А если он получил серьезные травмы? Более серьезные, чем бланш под глазом и разбитая губа? А если он сейчас умирает, а она ничего не предпринимает.
Девушка решилась его разбудить, но не успела дотронуться до плеча, как Скиф открыл глаза и уставился на нее:
– Который час?
– Эээ…
– Кофе сделай, – сел и взъерошил и так стоящие дыбом волосы.

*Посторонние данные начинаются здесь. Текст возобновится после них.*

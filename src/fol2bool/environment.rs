//! Variable bindings during translation.

use crate::ast::Variable;
use crate::bool::BooleanMatrix;

/// A binding snapshot: each in-scope variable paired with the linear index
/// of the tuple it is currently ground to. Snapshots key the translation
/// cache and annotate translation-log records.
pub type EnvSnapshot = Vec<(Variable, usize)>;

/// Stack of quantified-variable bindings.
///
/// Each frame binds one variable to the indicator matrix of its current
/// ground value. Lookup searches innermost-first, so an inner declaration
/// shadows an outer one with the same variable.
pub struct Environment {
    bindings: Vec<(Variable, BooleanMatrix, usize)>,
}

impl Environment {
    /// An empty environment.
    pub fn empty() -> Self {
        Self {
            bindings: Vec::new(),
        }
    }

    /// Pushes a binding of `var` to the indicator matrix of the tuple with
    /// linear index `ground`.
    pub fn extend(&mut self, var: Variable, matrix: BooleanMatrix, ground: usize) {
        self.bindings.push((var, matrix, ground));
    }

    /// Pops the most recent binding.
    pub fn pop(&mut self) {
        self.bindings.pop();
    }

    /// The current value of `var`, innermost binding first.
    pub fn lookup(&self, var: &Variable) -> Option<&BooleanMatrix> {
        self.bindings
            .iter()
            .rev()
            .find(|(v, _, _)| v == var)
            .map(|(_, m, _)| m)
    }

    /// Number of bindings in scope.
    pub fn depth(&self) -> usize {
        self.bindings.len()
    }

    /// Snapshot of every binding in scope, outermost first. Shadowed
    /// bindings are retained; consumers match on the innermost occurrence.
    pub fn snapshot(&self) -> EnvSnapshot {
        self.bindings
            .iter()
            .map(|(v, _, g)| (v.clone(), *g))
            .collect()
    }

    /// Snapshot restricted to the given variables, resolving each to its
    /// innermost binding. Variables without a binding are omitted.
    pub fn snapshot_of(&self, vars: &[Variable]) -> EnvSnapshot {
        vars.iter()
            .filter_map(|v| {
                self.bindings
                    .iter()
                    .rev()
                    .find(|(bound, _, _)| bound == v)
                    .map(|(_, _, g)| (v.clone(), *g))
            })
            .collect()
    }
}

Его безапелляционный тон, почти хозяйский, обескураживал Машу. Она терялась, не зная возмутиться или молча послушаться, и заметила, что опять выбирает второй вариант. Но самое паршивое, она готова была признать право Скифа на приказы, хотя не терпела подобного даже от братьев, даже от матери.
– Вам в постель, граф, или ну его? – только и смогла уколоть. Впрочем, неуклюже, глупо – и сама это понимала.
– Ну, его, – усмехнулся Скиф. Поднялся, размял шею и Маша подумала почему-то про перчатки – он их снимает когда-нибудь? На шипы сам-то не напарывается?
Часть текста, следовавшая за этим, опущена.